Models just predict a mean blurry solution on the grasping task

Hey! I had a question about models on the grasping task: I have recently re-run the scripts for it and visualized the outputs because the metrics looked very noisy to me - they varied a lot over the 5-fold validation and didn't exactly match with the paper -- ~0.7 top-1/p99 v/s 0.9 reported in the paper -- although maybe it might be more stable using a higher batch size than the default 64 in the repo? I already tried 64 and 128 with the same resulting behaviour.

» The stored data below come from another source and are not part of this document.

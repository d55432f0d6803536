//! Ticket comment thread.

use serde::{Deserialize, Serialize};
use uuid::Uuid;

use super::{notify, visible_ticket, TicketRef};
use crate::error::Result;
use crate::function::{MutationContext, QueryContext};
use crate::model::{Comment, CommentWithAuthor};
use crate::notify::TicketEvent;
use crate::validation;

#[derive(Debug, Clone, Serialize, Deserialize)]
pub struct NewComment {
    pub ticket_id: Uuid,
    pub content: String,
}

desk_query!(
    ListComments,
    "list_comments",
    "Comments on a ticket, oldest first",
    TicketRef => Vec<CommentWithAuthor>,
    list_comments
);

desk_mutation!(
    AddComment,
    "add_comment",
    "Comment on a ticket",
    NewComment => Comment,
    add_comment
);

async fn list_comments(ctx: &QueryContext, args: TicketRef) -> Result<Vec<CommentWithAuthor>> {
    let ticket = visible_ticket(ctx.store(), ctx.viewer(), args.ticket_id).await?;
    ctx.store().list_comments(ticket.id).await
}

async fn add_comment(ctx: &MutationContext, args: NewComment) -> Result<Comment> {
    let content = validation::comment_content(&args.content)?;
    let ticket = visible_ticket(ctx.store(), ctx.viewer(), args.ticket_id).await?;

    let comment = ctx
        .store()
        .insert_comment(ticket.id, ctx.viewer().id, content)
        .await?;
    tracing::info!(ticket_id = %ticket.id, comment_id = %comment.id, author_id = %comment.author_id, "Comment added");

    notify(
        ctx,
        TicketEvent::Commented {
            comment: comment.clone(),
        },
        &ticket,
    )
    .await;
    Ok(comment)
}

I see that the v-cond model (loaded by default) just learns to predict a blurry solution where everything in the middle of the image is graspable and everything outside is the negative class. I think in this case a model would not be said to have learnt anything as it doesn't seem to be doing any object-wise predictions, and it would not make sense to compare representations on this task if they were all leading to predictions of this kind. In some of the cross fold validation runs, I also see that it sometimes just resorts to predicting "not graspable" everywhere (I assume because its the majority class). Could this be because of a newly introduced bug? I was wondering if you had stored outputs from the model perviously so that I can compare to those?

One bug that I did fix was : probs = torch.softmax(logits, dim=2) -> probs = torch.softmax(logits, dim=1) in the validation_step() because it was earlier taking the softmax over the height dimension of the predicted outputs but didn't see any other issues so far.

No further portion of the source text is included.